*** DATA IN THIS EXERCISE Section Begins ***

//! User-camera access screen
//!
//! Grants a user access to a camera feed. Like the prompt assignments,
//! these are pure association records resolved against active reference
//! lists.

use std::sync::Arc;

use aivision_client::{ManageApi, ManageClient};
use aivision_controller::{DialogMode, LookupCache};
use aivision_core::resources::{Camera, User, UserCamera};
use leptos::prelude::*;
use leptos::task::spawn_local;
use tracing::warn;

use crate::bridge::use_controller;
use crate::components::{
    DeleteConfirm, ExpiryGuard, Loading, ModalShell, NoticeBar, Pagination, SearchBox, SelectField,
    StatusBadge, ToggleField,
    form::{id_text, opt_i64},
};
use crate::context::use_app_context;

/// Fetch both reference lists concurrently
fn reload_lookups(
    client: ManageClient,
    users: RwSignal<LookupCache>,
    cameras: RwSignal<LookupCache>,
) {
    spawn_local(async move {
        let user_api: &dyn ManageApi<User> = &client;
        let camera_api: &dyn ManageApi<Camera> = &client;
        match LookupCache::load_pair(user_api, camera_api).await {
            Ok((user_cache, camera_cache)) => {
                users.set(user_cache);
                cameras.set(camera_cache);
            }
            Err(err) => warn!(error = %err, "failed to load reference lists"),
        }
    });
}

/// User-camera access page component
#[component]
pub fn UserCamerasPage() -> impl IntoView {
    let context = use_app_context();
    let api: Arc<dyn ManageApi<UserCamera>> = Arc::new(context.client.clone());
    let (state, controller) = use_controller(api);

    let users = RwSignal::new(LookupCache::default());
    let cameras = RwSignal::new(LookupCache::default());
    reload_lookups(context.client.clone(), users, cameras);

    let dialog = Memo::new(move |_| state.get().dialog);
    {
        let client = context.client.clone();
        Effect::new(move |_| {
            if matches!(dialog.get(), DialogMode::Create | DialogMode::Edit(_)) {
                reload_lookups(client.clone(), users, cameras);
            }
        });
    }

    let saving = Signal::derive(move || state.get().saving);
    let page = Signal::derive(move || state.get().page);

    let on_search = Callback::new({
        let controller = controller.clone();
        move |text| controller.set_search(text)
    });
    let on_page = Callback::new({
        let controller = controller.clone();
        move |page| controller.set_page(page)
    });
    let on_page_size = Callback::new({
        let controller = controller.clone();
        move |size| controller.set_page_size(size)
    });
    let on_dismiss = Callback::new({
        let controller = controller.clone();
        move |()| controller.dismiss_notice()
    });
    let on_submit = Callback::new({
        let controller = controller.clone();
        move |record| controller.submit(record)
    });
    let on_close = Callback::new({
        let controller = controller.clone();
        move |()| controller.close_dialog()
    });
    let on_confirm_delete = Callback::new({
        let controller = controller.clone();
        move |()| controller.confirm_delete()
    });

    let refresh = controller.clone();
    let add = controller.clone();
    let rows_controller = controller.clone();

    view! {
        <section class="page">
            <ExpiryGuard expired=Signal::derive(move || state.get().session_expired) />

            <header class="page-header">
                <div>
                    <h2>"User Camera Access"</h2>
                    <p class="page-subtitle">"Which users can watch which cameras"</p>
                </div>
                <div class="page-actions">
                    <SearchBox placeholder="Search grants..." on_change=on_search />
                    <button class="btn" on:click=move |_| refresh.refresh()>
                        "Refresh"
                    </button>
                    <button class="btn btn-primary" on:click=move |_| add.open_create()>
                        "Grant Access"
                    </button>
                </div>
            </header>

            <NoticeBar notice=Signal::derive(move || state.get().notice) on_dismiss=on_dismiss />

            <Show when=move || state.get().loading>
                <Loading />
            </Show>

            <Show when=move || state.get().is_empty()>
                <div class="empty-state">
                    <h3>"No Access Grants Found"</h3>
                    <p>"Grant a user access to a camera to get started."</p>
                </div>
            </Show>

            <table class="record-table">
                <thead>
                    <tr>
                        <th>"#"</th>
                        <th>"User"</th>
                        <th>"Camera"</th>
                        <th>"Status"</th>
                        <th>"Actions"</th>
                    </tr>
                </thead>
                <tbody>
                    {move || {
                        let snapshot = state.get();
                        let page_view = snapshot.page;
                        let user_lookup = users.get();
                        let camera_lookup = cameras.get();
                        snapshot
                            .items
                            .into_iter()
                            .enumerate()
                            .map(|(index, link)| {
                                let edit_record = link.clone();
                                let delete_record = link.clone();
                                let edit_ctl = rows_controller.clone();
                                let delete_ctl = rows_controller.clone();
                                let user_label = user_lookup.display(link.user_id);
                                let camera_label = camera_lookup.display(link.camera_id);
                                view! {
                                    <tr>
                                        <td>{page_view.row_number(index)}</td>
                                        <td>{user_label}</td>
                                        <td>{camera_label}</td>
                                        <td>
                                            <StatusBadge active=link.status />
                                        </td>
                                        <td class="cell-actions">
                                            <button
                                                class="btn btn-sm"
                                                on:click=move |_| edit_ctl.open_edit(edit_record.clone())
                                            >
                                                "Edit"
                                            </button>
                                            <button
                                                class="btn btn-sm btn-danger"
                                                on:click=move |_| {
                                                    delete_ctl.open_delete(delete_record.clone())
                                                }
                                            >
                                                "Delete"
                                            </button>
                                        </td>
                                    </tr>
                                }
                            })
                            .collect_view()
                    }}
                </tbody>
            </table>

            <Pagination page=page on_page_change=on_page on_page_size_change=on_page_size />

            {move || match dialog.get() {
                DialogMode::Closed => ().into_any(),
                DialogMode::Create => {
                    view! {
                        <UserCameraFormModal
                            link=UserCamera::default()
                            users=users
                            cameras=cameras
                            view_only=false
                            saving=saving
                            on_submit=on_submit
                            on_close=on_close
                        />
                    }
                        .into_any()
                }
                DialogMode::Edit(link) => {
                    view! {
                        <UserCameraFormModal
                            link=link
                            users=users
                            cameras=cameras
                            view_only=false
                            saving=saving
                            on_submit=on_submit
                            on_close=on_close
                        />
                    }
                        .into_any()
                }
                DialogMode::View(link) => {
                    view! {
                        <UserCameraFormModal
                            link=link
                            users=users
                            cameras=cameras
                            view_only=true
                            saving=saving
                            on_submit=on_submit
                            on_close=on_close
                        />
                    }
                        .into_any()
                }
                DialogMode::ConfirmDelete(link) => {
                    view! {
                        <DeleteConfirm
                            message=format!(
                                "Revoke camera access for {}?",
                                users.get_untracked().display(link.user_id),
                            )
                            saving=saving
                            on_confirm=on_confirm_delete
                            on_cancel=on_close
                        />
                    }
                        .into_any()
                }
            }}
        </section>
    }
}

/// Create/edit/view dialog for a user-camera grant
#[component]
fn UserCameraFormModal(
    /// Record backing the form; a default draft for create
    link: UserCamera,
    /// Active users for the picker
    users: RwSignal<LookupCache>,
    /// Active cameras for the picker
    cameras: RwSignal<LookupCache>,
    /// Disable all inputs and hide the submit action
    view_only: bool,
    /// Whether a mutation is in flight
    #[prop(into)]
    saving: Signal<bool>,
    /// Receives the assembled record
    on_submit: Callback<UserCamera>,
    /// Close/cancel
    on_close: Callback<()>,
) -> impl IntoView {
    let id = link.id;
    let user_id = RwSignal::new(id_text(link.user_id));
    let camera_id = RwSignal::new(id_text(link.camera_id));
    let status = RwSignal::new(link.status);

    let title = if view_only {
        "Access Details"
    } else if id.is_some() {
        "Edit Access"
    } else {
        "Grant Camera Access"
    };

    let user_options = move || {
        users
            .get()
            .entries()
            .iter()
            .map(|entry| (entry.id.to_string(), entry.label.clone()))
            .collect::<Vec<_>>()
    };
    let camera_options = move || {
        cameras
            .get()
            .entries()
            .iter()
            .map(|entry| (entry.id.to_string(), entry.label.clone()))
            .collect::<Vec<_>>()
    };

    let submit = move |_| {
        let record = UserCamera {
            id,
            user_id: opt_i64(&user_id.get()),
            camera_id: opt_i64(&camera_id.get()),
            status: status.get(),
        };
        on_submit.run(record);
    };

    view! {
        <ModalShell title=title on_close=on_close>
            <div class="form-grid">
                {move || {
                    view! {
                        <SelectField
                            label="User"
                            value=user_id
                            options=user_options()
                            disabled=view_only
                        />
                    }
                }}
                {move || {
                    view! {
                        <SelectField
                            label="Camera"
                            value=camera_id
                            options=camera_options()
                            disabled=view_only
                        />
                    }
                }}
                <ToggleField label="Access active" value=status disabled=view_only />
            </div>
            <div class="modal-footer">
                <button class="btn" on:click=move |_| on_close.run(())>
                    {if view_only { "Close" } else { "Cancel" }}
                </button>
                <Show when=move || !view_only>
                    <button class="btn btn-primary" disabled=move || saving.get() on:click=submit>
                        {if id.is_some() { "Update Access" } else { "Grant Access" }}
                    </button>
                </Show>
            </div>
        </ModalShell>
    }
}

*** DATA IN THIS EXERCISE Section Ends ***

TASK ITEM: What is needed is an exact copy of the lines above, from the one containing "camera access for" through the one containing "the assembled record", with nothing added.

RESULT OF THIS TASK:
                                "Revoke camera access for {}?",
                                users.get_untracked().display(link.user_id),
                            )
                            saving=saving
                            on_confirm=on_confirm_delete
                            on_cancel=on_close
                        />
                    }
                        .into_any()
                }
            }}
        </section>
    }
}

/// Create/edit/view dialog for a user-camera grant
#[component]
fn UserCameraFormModal(
    /// Record backing the form; a default draft for create
    link: UserCamera,
    /// Active users for the picker
    users: RwSignal<LookupCache>,
    /// Active cameras for the picker
    cameras: RwSignal<LookupCache>,
    /// Disable all inputs and hide the submit action
    view_only: bool,
    /// Whether a mutation is in flight
    #[prop(into)]
    saving: Signal<bool>,
    /// Receives the assembled record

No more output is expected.